Purchasing your home without putting yourself in poor financial health is a challenge in and of itself, and keeping up with maintenance and repairs can put you in serious credit card debt if you’re not careful.
1. Take care of your financial health before you buy
Buying a new home in the U.S. is a significant expense and figuring out how to finance one without significantly damaging your financial liquidity can be a challenge. You don’t want to start your journey to homeownership in a fiscally irresponsible way. That doesn’t mean you need to be wealthy to become a homeowner, there are a lot of ways you can move forward with buying a house while you’re in debt, but it does mean that you need to be conscious of how much you can afford to invest. It’s also not a bad idea to ensure you have an emergency fund that you don’t need to dip into to cover your down payment or your monthly payment.
Talk to a professional about your ideal debt to income ratio and ask about how things like credit card debt or student loan debt will affect your ability to get a mortgage with a favorable interest rate. If you’re on the fence about going for it, it’s never a bad idea to take some time to save money on household. You can make a larger down payment, pay down high-interest credit cards, and work to raise your credit score (especially if you have a spotty credit history) so you’ll be in a better position when you approach a lender about a home loan.
2. Pet-proof and childproof your home
If you’re a pet owner or a parent, you know how easy it is to wind up with something broken if you look away for even a few minutes. That’s why it’s so important for pet owners and parents to pet-proof and childproof their homes. What that means depends entirely on the type of pet you have and the age of your child.

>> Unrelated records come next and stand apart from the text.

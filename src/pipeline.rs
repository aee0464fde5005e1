//! One analysis run, from search to report.
//!
//! ```text
//! Validating -> Crawling (+ Persisting) -> DetectingTrends -> ClassifyingKeywords
//!   -> SelectingArticles -> Summarizing -> AggregatingInsights -> AssemblingReport -> Done
//! ```
//!
//! Every stage awaits sequentially. Only validation can end a run early; any
//! later failure is logged and carried into the result as data, so a run
//! always ends with a report.

use crate::api::{Completion, Sleeper};
use crate::config::{AppConfig, Throttle};
use crate::error::ValidationError;
use crate::gateway::Gateway;
use crate::models::{Article, KeywordTrend, SummarizedArticle};
use crate::report::{self, AnalysisReport, AppendixMode, ArticleAppendix};
use crate::scrapers::NewsSource;
use crate::storage::ArticleStore;
use crate::trends::{Bucket, Tokenizer, TrendDetector, TrendThresholds, TrendWindow, UndatedPolicy};
use chrono::{Duration, NaiveDate};
use itertools::Itertools;
use serde::Serialize;
use std::collections::HashSet;
use std::fmt;
use tracing::{debug, info, instrument, warn};

#[derive(Debug, Clone, Copy, PartialEq, Eq)]
pub enum Stage {
    Idle,
    Validating,
    Crawling,
    DetectingTrends,
    ClassifyingKeywords,
    SelectingArticles,
    Summarizing,
    AggregatingInsights,
    AssemblingReport,
    Done,
    /// Terminal state for a rejected request.
    Aborted,
}

impl fmt::Display for Stage {
    fn fmt(&self, f: &mut fmt::Formatter<'_>) -> fmt::Result {
        let name = match self {
            Stage::Idle => "idle",
            Stage::Validating => "validating",
            Stage::Crawling => "crawling",
            Stage::DetectingTrends => "detecting_trends",
            Stage::ClassifyingKeywords => "classifying_keywords",
            Stage::SelectingArticles => "selecting_articles",
            Stage::Summarizing => "summarizing",
            Stage::AggregatingInsights => "aggregating_insights",
            Stage::AssemblingReport => "assembling_report",
            Stage::Done => "done",
            Stage::Aborted => "aborted",
        };
        f.write_str(name)
    }
}

/// What to analyze.
#[derive(Debug, Clone, PartialEq, Serialize)]
pub struct AnalysisRequest {
    pub keyword: String,
    pub total_days: u32,
    pub recent_days: u32,
    pub max_pages: u32,
    /// Persona the relevance filter ranks keywords for.
    pub perspective: String,
    pub thresholds: TrendThresholds,
}

impl AnalysisRequest {
    pub fn validate(&self) -> Result<TrendWindow, ValidationError> {
        if self.keyword.trim().is_empty() {
            return Err(ValidationError::EmptyKeyword);
        }
        if self.max_pages == 0 {
            return Err(ValidationError::NotPositive {
                field: "max_pages",
                value: 0,
            });
        }
        TrendWindow::new(self.recent_days, self.total_days)
    }
}

/// Everything a run produced, handed to the exporters.
#[derive(Debug, Clone, Serialize)]
pub struct AnalysisResult {
    pub request: AnalysisRequest,
    pub run_date: NaiveDate,
    pub collected: usize,
    pub trends: Vec<KeywordTrend>,
    /// Ranking returned by the relevance filter, empty when it failed.
    pub ranked_keywords: Vec<String>,
    pub top_keywords: Vec<String>,
    pub summaries: Vec<SummarizedArticle>,
    pub report: AnalysisReport,
    /// Human-readable notes about empty or degraded stages.
    pub notices: Vec<String>,
}

#[derive(Debug, Clone)]
pub struct PipelineSettings {
    pub top_keywords: usize,
    pub undated: UndatedPolicy,
    pub extra_stopwords: Vec<String>,
    pub throttle: Throttle,
    pub appendix: AppendixMode,
    pub batch_size: usize,
    pub preview_chars: usize,
}

impl PipelineSettings {
    pub fn from_config(config: &AppConfig) -> Self {
        Self {
            top_keywords: config.trends.top_keywords,
            undated: config.trends.undated,
            extra_stopwords: config.trends.extra_stopwords.clone(),
            throttle: config.throttle.clone(),
            appendix: config.report.appendix,
            batch_size: config.report.batch_size,
            preview_chars: config.report.preview_chars,
        }
    }
}

pub struct Pipeline<Src, St, C, S> {
    source: Src,
    store: St,
    gateway: Gateway<C, S>,
    sleeper: S,
    settings: PipelineSettings,
}

impl<Src, St, C, S> Pipeline<Src, St, C, S>
where
    Src: NewsSource,
    St: ArticleStore,
    C: Completion,
    S: Sleeper,
{
    pub fn new(source: Src, store: St, gateway: Gateway<C, S>, sleeper: S, settings: PipelineSettings) -> Self {
        debug!(stage = %Stage::Idle, top_keywords = settings.top_keywords, appendix = ?settings.appendix, "Pipeline ready");
        Self {
            source,
            store,
            gateway,
            sleeper,
            settings,
        }
    }

    /// Run one analysis relative to `today`.
    ///
    /// Fails only when `request` is invalid, before any search or model call.
    #[instrument(level = "info", skip_all, fields(keyword = %request.keyword))]
    pub async fn run(&self, request: AnalysisRequest, today: NaiveDate) -> Result<AnalysisResult, ValidationError> {
        info!(stage = %Stage::Validating, "Validating request");
        let window = match request.validate() {
            Ok(window) => window,
            Err(e) => {
                warn!(stage = %Stage::Aborted, error = %e, "Rejected analysis request");
                return Err(e);
            }
        };
        let mut notices = Vec::new();

        info!(
            stage = %Stage::Crawling,
            total_days = window.total_days(),
            recent_days = window.recent_days(),
            max_pages = request.max_pages,
            "Collecting articles"
        );
        let articles = self.crawl(&request.keyword, window, request.max_pages, today).await;
        if articles.is_empty() {
            notices.push("No articles were collected for the requested period.".to_string());
        }

        info!(stage = %Stage::DetectingTrends, articles = articles.len(), "Detecting trending keywords");
        let detector = TrendDetector::new(window, request.thresholds)
            .with_undated_policy(self.settings.undated)
            .with_tokenizer(Tokenizer::with_extra_stopwords(&self.settings.extra_stopwords));
        let trends = detector.detect(&articles, today);
        info!(count = trends.len(), "Trending keywords detected");
        if trends.is_empty() && !articles.is_empty() {
            notices.push("No keyword met the surge thresholds.".to_string());
        }

        info!(stage = %Stage::ClassifyingKeywords, "Ranking keywords for relevance");
        let ranked_keywords = self
            .gateway
            .classify_relevant_keywords(&trends, &request.perspective)
            .await;
        let displayed = self.select_top_trends(&trends, &ranked_keywords, &mut notices);
        let top_keywords: Vec<String> = displayed.iter().map(|t| t.keyword.clone()).collect();
        info!(top = ?top_keywords, "Top keywords chosen");

        info!(stage = %Stage::SelectingArticles, "Selecting recent articles that mention top keywords");
        let candidates = select_candidates(&detector, &articles, &top_keywords, today);
        info!(count = candidates.len(), "Articles selected for summarization");
        if candidates.is_empty() && !top_keywords.is_empty() {
            notices.push("No recent article mentioned the top keywords.".to_string());
        }

        info!(stage = %Stage::Summarizing, count = candidates.len(), "Summarizing articles");
        let summaries = self.summarize(&candidates).await;
        let failed = summaries.iter().filter(|s| s.content.is_failed()).count();
        if failed > 0 {
            notices.push(format!("{failed} of {} article summaries failed.", summaries.len()));
        }

        info!(stage = %Stage::AggregatingInsights, "Summarizing the trend and its implications");
        let trend_summary = self.gateway.summarize_corpus(&summaries).await;
        if !summaries.is_empty() {
            self.sleeper.sleep(self.settings.throttle.aggregate_delay()).await;
        }
        let implications = self.gateway.infer_domain_implications(&trend_summary).await;
        let appendix = self.appendix(&summaries).await;

        info!(stage = %Stage::AssemblingReport, "Assembling report");
        let report = report::assemble(
            &request.keyword,
            self.gateway.prompts().domain(),
            trend_summary,
            implications,
            displayed,
            appendix,
        );

        info!(stage = %Stage::Done, summaries = summaries.len(), notices = notices.len(), "Analysis finished");
        Ok(AnalysisResult {
            request,
            run_date: today,
            collected: articles.len(),
            trends,
            ranked_keywords,
            top_keywords,
            summaries,
            report,
            notices,
        })
    }

    /// Day by day from the oldest day of the window up to `today`, page by
    /// page until an error or an empty page. Each hit is upserted as it
    /// arrives; a failed write is logged and the article is still used.
    async fn crawl(&self, keyword: &str, window: TrendWindow, max_pages: u32, today: NaiveDate) -> Vec<Article> {
        let mut collected = Vec::new();
        let mut first_request = true;

        for offset in (0..window.total_days()).rev() {
            let date = today - Duration::days(offset as i64);
            for page in 0..max_pages {
                if !first_request {
                    self.sleeper.sleep(self.settings.throttle.page_delay()).await;
                }
                first_request = false;

                let hits = match self.source.search(keyword, date, page).await {
                    Ok(hits) => hits,
                    Err(e) => {
                        warn!(%date, page, error = %e, "Search unit failed; moving to the next day");
                        break;
                    }
                };
                if hits.is_empty() {
                    break;
                }

                for article in &hits {
                    if let Err(e) = self.store.upsert(article).await {
                        warn!(link = %article.link, error = %e, "Could not store article; continuing");
                    }
                }
                collected.extend(hits);
            }
        }

        let before = collected.len();
        let unique: Vec<Article> = collected.into_iter().unique_by(|a| a.link.clone()).collect();
        info!(collected = before, unique = unique.len(), "Collection finished");
        unique
    }

    /// Trends the relevance filter kept, in detector order, cut to the top N.
    /// Falls back to every detected trend when the filter kept nothing.
    fn select_top_trends(&self, trends: &[KeywordTrend], ranked: &[String], notices: &mut Vec<String>) -> Vec<KeywordTrend> {
        if trends.is_empty() {
            return Vec::new();
        }
        let wanted: HashSet<String> = ranked.iter().map(|k| k.to_lowercase()).collect();
        let mut kept: Vec<KeywordTrend> = trends
            .iter()
            .filter(|t| wanted.contains(&t.keyword))
            .cloned()
            .collect();
        if kept.is_empty() {
            warn!("Relevance filter kept no detected keyword; using all trends unranked");
            notices.push("Keyword relevance ranking was unavailable; using all detected trends.".to_string());
            kept = trends.to_vec();
        }
        kept.truncate(self.settings.top_keywords);
        kept
    }

    async fn summarize(&self, candidates: &[Article]) -> Vec<SummarizedArticle> {
        let mut out = Vec::with_capacity(candidates.len());
        for (i, article) in candidates.iter().enumerate() {
            info!(n = i + 1, of = candidates.len(), title = %article.title, "Summarizing article");
            let content = self.gateway.summarize_article(article).await;
            out.push(SummarizedArticle {
                title: article.title.clone(),
                link: article.link.clone(),
                date: article.date_label(),
                content,
            });
            if i + 1 < candidates.len() {
                self.sleeper.sleep(self.settings.throttle.article_delay()).await;
            }
        }
        out
    }

    async fn appendix(&self, summaries: &[SummarizedArticle]) -> ArticleAppendix {
        match self.settings.appendix {
            AppendixMode::Raw => report::raw_entries(summaries, self.settings.preview_chars),
            AppendixMode::Batched if summaries.is_empty() => ArticleAppendix::Batched(Vec::new()),
            AppendixMode::Batched => {
                self.sleeper.sleep(self.settings.throttle.aggregate_delay()).await;
                ArticleAppendix::Batched(
                    self.gateway
                        .summarize_batches(summaries, self.settings.batch_size)
                        .await,
                )
            }
        }
    }
}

Whether you’re looking for top pet products for reptile owners or something to help you keep your puppy under control, high-quality products are essential for both the safety and well-being of your pet. Safe storage for pet food, removal of unsafe objects from low shelves and tables, and childproof locks for toilets, cabinets, and doors are a great place to start.
3. Don’t neglect regular home maintenance
One of the most common household mistakes you can make is forgetting to do proper routine maintenance on your home. It’s one thing to invest in creating a perfect space for yourself and your family, but keeping it that way requires effort.
Failing to do regular maintenance on home fixtures like your gutters, roof, windows, and doors can wind up costing you a fortune in repairs down the road if you neglect them and let small issues become larger ones. Windows and doors that have cracks and crevices can also let drafts in, making your HVAC system work harder to regulate temperature, which can drive up your energy bills. It’s a good idea to make a schedule for maintaining your home and stick to it every year.
It might feel like you always have a to-do list as a homeowner, but the best way to make sure your home retains its value is to be responsible for taking care of it. Once you get off to a fresh start with a new home, make sure you finance it in a responsible way and end up with a mortgage payment that you can comfortably afford.
Maintaining good financial health is essential since you’ll need to be able to invest in maintenance and repairs over the years in addition to your regular expenses for upkeep. Ultimately, the most important thing is that you create a safe and happy household environment for yourself, your pets, and your family, and the best way to do that is to be informed and proactive from the very beginning of the homeownership process.